Other similar devices include the TI TPS6501x series:
http://focus.ti.com/docs/prod/folders/print/tps65010.html
One of these moments I'll submit the driver I wrote for use with
OMAP; it's pretty minimalist just now, but tps65010.c is in BK at:
http://linux-omap.bkbits.net:8080/main/src/drivers/i2c/chips
Yes, more than "on" and "off" is necessary. Lots of drivers
build on that. Currently most of them just access the GPIOs
it provides, interact with battery recharging, or control
various aspects of system power state transitions. The hardware
defaults manage a "not-fast" battery recharge, so battery based
systems "just work".
That driver doesn't yet do anything like forcing a system suspend
when battery power goes dangerously low, or even feeding IRQs to
other drivers. Much less monitoring battery recharge or managing
fast recharge. That is, it's incomplete ... so all you will see
right now is stuff that's essential even for devel boards that
mostly run on AC power. No UI is supported yet.
Those Dialog devices have a slightly different functional mix.
Motorola also has similar parts, also used in cell phones.
One small point to notice: this is an I2C driver, but it needs
to initialize quite early on most boards, since it's used to power
up other devices (including often the DSP). So the system init
sequence has been adjusted to make that behave: I2C initializes
early (subsys_initcall), as does this specific I2C driver.

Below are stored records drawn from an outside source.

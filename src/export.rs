use crate::accounting::buy_and_hold;
use crate::config::AccountingConfig;
use crate::evaluator::StrategyEvaluator;
use crate::models::{Evaluation, OptimizationReport, OptimizationResult, ParameterCombination, PriceBar, Trade};
use anyhow::{Context, Result};
use log::info;
use std::fmt::Write as _;
use std::fs::File;
use std::io::Write;
use std::path::Path;

const RESULT_HEADERS: [&str; 8] = [
    "rank",
    "parameters",
    "return_pct",
    "sharpe_ratio",
    "trade_count",
    "win_rate_pct",
    "profit_loss_ratio",
    "error",
];

const TRADE_HEADERS: [&str; 11] = [
    "buy_date",
    "buy_price",
    "sell_date",
    "sell_price",
    "principal",
    "return",
    "return_rate_pct",
    "fee",
    "buy_fee",
    "sell_fee",
    "hold_days",
];

/// One strategy run over the full series plus the buy-and-hold baseline.
#[derive(Debug, Clone)]
pub struct BacktestReport {
    pub strategy: String,
    pub parameters: ParameterCombination,
    pub evaluation: Evaluation,
    pub buy_and_hold: Option<Trade>,
}

impl BacktestReport {
    pub fn run(
        bars: &[PriceBar],
        evaluator: &StrategyEvaluator,
        parameters: &ParameterCombination,
    ) -> Result<Self> {
        let evaluation = evaluator
            .run(parameters)
            .with_context(|| format!("Backtest failed for [{}]", parameters))?;
        let baseline = buy_and_hold(bars, evaluator.config())?;
        Ok(Self {
            strategy: evaluator.strategy_name().to_string(),
            parameters: parameters.clone(),
            evaluation,
            buy_and_hold: baseline,
        })
    }

    /// Strategy return minus buy-and-hold return, in percentage points.
    pub fn excess_return_pct(&self) -> Option<f64> {
        self.buy_and_hold
            .as_ref()
            .map(|hold| self.evaluation.trades.total_return_rate - hold.return_rate)
    }
}

fn result_row(rank: usize, result: &OptimizationResult) -> Vec<String> {
    let mut row = vec![rank.to_string(), result.parameters.to_string()];
    match result.evaluation() {
        Some(evaluation) => row.extend([
            format!("{:.4}", evaluation.return_ratio * 100.0),
            format!("{:.4}", evaluation.sharpe_ratio),
            evaluation.trades.trade_count.to_string(),
            format!("{:.2}", evaluation.trades.win_rate * 100.0),
            evaluation.trades.profit_loss_ratio.to_string(),
            String::new(),
        ]),
        None => row.extend([
            String::new(),
            String::new(),
            String::new(),
            String::new(),
            String::new(),
            result.error().unwrap_or_default().to_string(),
        ]),
    }
    row
}

pub fn write_results_csv<W: Write>(writer: W, results: &[OptimizationResult]) -> Result<()> {
    let mut csv_writer = csv::Writer::from_writer(writer);
    csv_writer.write_record(RESULT_HEADERS)?;
    for (i, result) in results.iter().enumerate() {
        csv_writer.write_record(result_row(i + 1, result))?;
    }
    csv_writer.flush()?;
    Ok(())
}

pub fn write_trades_csv<W: Write>(writer: W, trades: &[Trade]) -> Result<()> {
    let mut csv_writer = csv::Writer::from_writer(writer);
    csv_writer.write_record(TRADE_HEADERS)?;
    for trade in trades {
        csv_writer.write_record([
            trade.buy_date.format("%Y-%m-%d").to_string(),
            format!("{:.4}", trade.buy_price),
            trade.sell_date.format("%Y-%m-%d").to_string(),
            format!("{:.4}", trade.sell_price),
            format!("{:.2}", trade.principal),
            format!("{:.2}", trade.net_return),
            format!("{:.4}", trade.return_rate),
            format!("{:.2}", trade.fee),
            format!("{:.2}", trade.buy_fee),
            format!("{:.2}", trade.sell_fee),
            trade.hold_days.to_string(),
        ])?;
    }
    csv_writer.flush()?;
    Ok(())
}

pub fn export_results_csv(path: &Path, results: &[OptimizationResult]) -> Result<()> {
    let file = File::create(path)
        .with_context(|| format!("Failed to create {}", path.display()))?;
    write_results_csv(file, results)?;
    info!("Wrote {} ranked results to {}", results.len(), path.display());
    Ok(())
}

pub fn export_trades_csv(path: &Path, trades: &[Trade]) -> Result<()> {
    let file = File::create(path)
        .with_context(|| format!("Failed to create {}", path.display()))?;
    write_trades_csv(file, trades)?;
    info!("Wrote {} trades to {}", trades.len(), path.display());
    Ok(())
}

/// Full report, including failed combinations and their errors, as pretty JSON.
pub fn export_report_json(path: &Path, report: &OptimizationReport) -> Result<()> {
    let file = File::create(path)
        .with_context(|| format!("Failed to create {}", path.display()))?;
    serde_json::to_writer_pretty(file, report)
        .with_context(|| format!("Failed to serialize report to {}", path.display()))?;
    info!("Wrote JSON report to {}", path.display());
    Ok(())
}

pub fn export_summary(path: &Path, summary: &str) -> Result<()> {
    std::fs::write(path, summary)
        .with_context(|| format!("Failed to write {}", path.display()))?;
    info!("Wrote summary to {}", path.display());
    Ok(())
}

fn metric(out: &mut String, label: &str, value: impl std::fmt::Display) {
    let _ = writeln!(out, "{:<24}{}", label, value);
}

/// Row-per-metric summary of a finished sweep.
pub fn sweep_summary(
    strategy: &str,
    report: &OptimizationReport,
    config: &AccountingConfig,
) -> String {
    let mut out = String::new();
    metric(&mut out, "Strategy", strategy);
    metric(&mut out, "Principal", format!("{:.2}", config.principal));
    metric(&mut out, "Fee rate", config.fee_rate);
    metric(&mut out, "Combinations", report.total_combinations);
    metric(&mut out, "Failed", report.failed_combinations);
    metric(&mut out, "Elapsed (s)", format!("{:.2}", report.elapsed.as_secs_f64()));
    if !report.sorted {
        metric(&mut out, "Ranking", "unsorted (ranking failed)");
    }

    match report.best.as_ref().and_then(|best| best.evaluation().map(|e| (best, e))) {
        Some((best, evaluation)) => {
            metric(&mut out, "Best parameters", &best.parameters);
            push_evaluation(&mut out, evaluation);
        }
        None => metric(&mut out, "Best parameters", "none"),
    }
    out
}

/// Row-per-metric summary of a single backtest, including the buy-and-hold comparison.
pub fn backtest_summary(report: &BacktestReport) -> String {
    let mut out = String::new();
    metric(&mut out, "Strategy", &report.strategy);
    metric(&mut out, "Parameters", &report.parameters);
    push_evaluation(&mut out, &report.evaluation);

    match (&report.buy_and_hold, report.excess_return_pct()) {
        (Some(hold), Some(excess)) => {
            metric(&mut out, "Buy & hold return", format!("{:.2}", hold.net_return));
            metric(&mut out, "Buy & hold return %", format!("{:.2}%", hold.return_rate));
            let verdict = if excess >= 0.0 { "beat" } else { "trailed" };
            let _ = writeln!(
                out,
                "Strategy {} buy & hold by {:.2}%",
                verdict,
                excess.abs()
            );
        }
        _ => metric(&mut out, "Buy & hold", "not enough bars"),
    }
    out
}

fn push_evaluation(out: &mut String, evaluation: &Evaluation) {
    let trades = &evaluation.trades;
    metric(out, "Total return", format!("{:.2}", trades.total_return));
    metric(out, "Total return %", format!("{:.2}%", trades.total_return_rate));
    metric(out, "Sharpe ratio", format!("{:.4}", evaluation.sharpe_ratio));
    metric(out, "Trades", trades.trade_count);
    metric(out, "Winning trades", trades.winning_trades);
    metric(out, "Win rate", format!("{:.2}%", trades.win_rate * 100.0));
    metric(out, "Profit/loss ratio", trades.profit_loss_ratio);
    metric(out, "Total fees", format!("{:.2}", trades.total_fee));
}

> ACPI only supports _ON and _OFF in its
> model. More complex stuff is handled by the state of the device.
>
> ---(power_resource)
> | |
> domain -> device
>
> In my design, power resources are specific power planes and clocks that
> belong to a given power domain (or that domain's parent). They often
> depend on the state of the domain or the system state. A device may
> require multiple power resources, but can only belong to one power
> domain.
But power domains must be able to belong to other power domains,
and the domains are themselves power devices... so there's a fair
amount of "inheritance" going on.
> I could see something like having a clock put at a slower
> speed, so maybe we do need more than on and off.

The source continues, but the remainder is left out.